Published online Apr 24, 2009. doi:  10.1093/rheumatology/kep054
PMCID: PMC2722796
Evaluation of composite measures of treatment response without acute-phase reactants in patients with rheumatoid arthritis
Jeffrey D. Greenberg,corresponding author1 Leslie R. Harrold,2 Mary J. Bentley,2 Joel Kremer,3 George Reed,2 and Vibeke Strand4
1Department of Rheumatology, New York University Hospital for Joint Diseases, New York, NY, 2Department of Medicine, University of Massachusetts Medical School, Worcester, MA, 3Department of Medicine, Division of Rheumatology, Albany Medical College, The Center for Rheumatology, Albany, NY and 4Department of Medicine, Division of Immunology/Rheumatology, Stanford University School of Medicine, Palo Alto, CA, USA.
corresponding authorCorresponding author.
Correspondence to: Jeffrey D. Greenberg, Department of Rheumatology, New York University Hospital for Joint Diseases, 301 East 17th Street, suite 1410, New York, NY 10003, USA. E-mail: jeffrey.greenberg/at/nyumc.org
Received September 16, 2008; Revised February 13, 2009
Objectives. To evaluate composite measures of response without acute-phase reactants in RA patients. Specifically, Clinical Disease Activity Index (CDAI)-derived response criteria were compared with the European League Against Rheumatism (EULAR) response criteria, and the modified ACR (mACR) response criteria were compared to the ACR response criteria.

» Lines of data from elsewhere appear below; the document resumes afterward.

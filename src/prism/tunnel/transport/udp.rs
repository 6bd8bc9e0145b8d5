use std::{net::SocketAddr, sync::Arc};

use async_trait::async_trait;
use tokio::sync::Mutex;
use tokio_kcp::{KcpConfig, KcpListener, KcpStream};

use crate::prism::net;
use crate::prism::tunnel::transport::{
    DialOptions, ListenOptions, MuxSession, Transport, TransportListener, TransportSession,
    resolve_socket_addr,
};

/// UDP transport: KCP (reliable UDP with retransmit/congestion control)
/// carrying the same yamux multiplexer as the TCP transport.
pub struct UdpTransport {
    kcp: KcpConfig,
}

impl UdpTransport {
    pub fn new() -> Self {
        Self {
            kcp: KcpConfig::default(),
        }
    }
}

#[async_trait]
impl Transport for UdpTransport {
    fn name(&self) -> &'static str {
        "udp"
    }

    async fn listen(
        &self,
        addr: &str,
        _opts: ListenOptions,
    ) -> anyhow::Result<Box<dyn TransportListener>> {
        let bind: SocketAddr = net::normalize_bind_addr(addr).parse()?;
        let ln = KcpListener::bind(self.kcp.clone(), bind).await?;
        let local = ln.local_addr().ok();
        Ok(Box::new(UdpTransportListener {
            ln: Mutex::new(ln),
            local,
        }))
    }

    async fn dial(&self, addr: &str, _opts: DialOptions) -> anyhow::Result<Arc<dyn TransportSession>> {
        let remote = resolve_socket_addr(addr).await?;
        let c = KcpStream::connect(&self.kcp, remote).await?;
        Ok(Arc::new(MuxSession::new(c, false, Some(remote))))
    }
}

pub struct UdpTransportListener {
    ln: Mutex<KcpListener>,
    local: Option<SocketAddr>,
}

#[async_trait]
impl TransportListener for UdpTransportListener {
    async fn accept(&self) -> anyhow::Result<Arc<dyn TransportSession>> {
        let mut ln = self.ln.lock().await;
        let (c, peer) = ln.accept().await?;
        Ok(Arc::new(MuxSession::new(c, true, Some(peer))))
    }

    fn local_addr(&self) -> Option<SocketAddr> {
        self.local
    }

    async fn close(&self) -> anyhow::Result<()> {
        Ok(())
    }
}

Methods. Data from 10 108 RA patients enrolled in the Consortium of Rheumatology Researchers of North America registry were examined, including 649 patients initiating DMARD therapy. CDAI cut-off points for disease activity levels and responses were derived using receiver operating characteristic curves with the DAS28 and EULAR response criteria as gold standards. The κ-statistics were applied to assess agreement between CDAI-derived and EULAR-defined responses, as well as ACR20 and ACR50 with mACR20- and mACR50-defined responses, respectively.
Results. For the components of the EULAR response, the derived CDAI cut-off points for DAS28 levels of 3.2 and 5.1 were 7.6 and 19.6, respectively. The derived CDAI cut-off points were 4.3 and 10.0 for DAS28 changes of 0.6 and 1.2, respectively. There were moderate to substantial agreements between CDAI-derived and EULAR responses (κ = 0.57–0.71). Agreement of ACR20 and ACR50 with mACR20 and mACR50 responses, respectively, was excellent (κ = 0.88–0.95).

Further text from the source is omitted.